GIVEN DATA ::
↓

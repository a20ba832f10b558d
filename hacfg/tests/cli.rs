use std::io::Write;
use std::path::{Path, PathBuf};
use std::process::{Command, Output};

const VALID: &str = "global\n    maxconn 256\n\nfrontend www\n    bind *:80\n    default_backend app\n\nbackend app\n    server web1   10.0.0.1:8080   check # primary\n";

struct TestConfig {
    dir: tempfile::TempDir,
    path: PathBuf,
}

impl TestConfig {
    fn new(body: &str) -> Self {
        let dir = tempfile::tempdir().unwrap();
        let path = dir.path().join("haproxy.cfg");
        let mut file = std::fs::File::create(&path).unwrap();
        file.write_all(body.as_bytes()).unwrap();
        Self { dir, path }
    }

    fn dir(&self) -> &Path {
        self.dir.path()
    }
}

fn hacfg(args: &[&str]) -> Output {
    Command::new(env!("CARGO_BIN_EXE_hacfg"))
        .args(args)
        .env_remove("RUST_LOG")
        .output()
        .expect("Failed to run hacfg")
}

fn stdout(output: &Output) -> String {
    String::from_utf8_lossy(&output.stdout).into_owned()
}

fn stderr(output: &Output) -> String {
    String::from_utf8_lossy(&output.stderr).into_owned()
}

#[test]
fn test_validate_valid_config() {
    let config = TestConfig::new(VALID);
    let output = hacfg(&["validate", config.path.to_str().unwrap()]);
    assert!(output.status.success(), "stderr: {}", stderr(&output));
    assert!(stdout(&output).contains("is valid"));
}

#[test]
fn test_validate_syntax_error() {
    let config = TestConfig::new("global\n    maxconn 256\n  ?bogus\n");
    let output = hacfg(&["validate", config.path.to_str().unwrap()]);
    assert_eq!(output.status.code(), Some(1));
    let err = stderr(&output);
    assert!(err.contains("line 3"), "stderr: {err}");
    assert!(err.contains("expected"), "stderr: {err}");
}

#[test]
fn test_validate_missing_address() {
    let config = TestConfig::new("frontend www\n    mode http\n");
    let output = hacfg(&["validate", config.path.to_str().unwrap()]);
    assert_eq!(output.status.code(), Some(1));
    assert!(stderr(&output).contains("has no address"));
}

#[test]
fn test_validate_missing_file() {
    let output = hacfg(&["validate", "/nonexistent/haproxy.cfg"]);
    assert_eq!(output.status.code(), Some(1));
    assert!(stderr(&output).contains("failed to read"));
}

#[test]
fn test_fmt_to_stdout() {
    let config = TestConfig::new(VALID);
    let output = hacfg(&["fmt", config.path.to_str().unwrap()]);
    assert!(output.status.success());
    assert_eq!(
        stdout(&output),
        "global\n    maxconn 256\n\nfrontend www\n    bind *:80\n    default_backend app\n\nbackend app\n    server web1 10.0.0.1:8080 check\n"
    );
}

#[test]
fn test_fmt_to_file_without_memo() {
    let config = TestConfig::new(VALID);
    let target = config.dir().join("out.cfg");
    let output = hacfg(&[
        "--no-memo",
        "fmt",
        config.path.to_str().unwrap(),
        "-o",
        target.to_str().unwrap(),
    ]);
    assert!(output.status.success(), "stderr: {}", stderr(&output));

    let written = std::fs::read_to_string(&target).unwrap();
    assert!(written.starts_with("global\n"));
    assert!(written.contains("    server web1 10.0.0.1:8080 check\n"));
}

#[test]
fn test_dump_json() {
    let config = TestConfig::new(VALID);
    let output = hacfg(&["dump", config.path.to_str().unwrap()]);
    assert!(output.status.success());

    let json: serde_json::Value = serde_json::from_str(&stdout(&output)).unwrap();
    assert_eq!(json["frontends"][0]["name"], "www");
    assert_eq!(json["frontends"][0]["port"], "80");
    assert_eq!(json["backends"][0]["block"][0]["type"], "server");
    assert_eq!(json["backends"][0]["block"][0]["attributes"][0], "check");
}

#[test]
fn test_dump_toml() {
    let config = TestConfig::new(VALID);
    let output = hacfg(&["dump", config.path.to_str().unwrap(), "--format", "toml"]);
    assert!(output.status.success());
    let text = stdout(&output);
    assert!(text.contains("[[backends]]"), "stdout: {text}");
    assert!(text.contains("name = \"app\""));
}

#[test]
fn test_version() {
    let output = hacfg(&["version"]);
    assert!(output.status.success());
    assert!(stdout(&output).starts_with("hacfg v"));
}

↑

WORK REQUIRED ::
Show me every line in the data above that includes "PathBuf".

ANSWER TO THE EXERCISE ::
use std::path::{Path, PathBuf};
    path: PathBuf,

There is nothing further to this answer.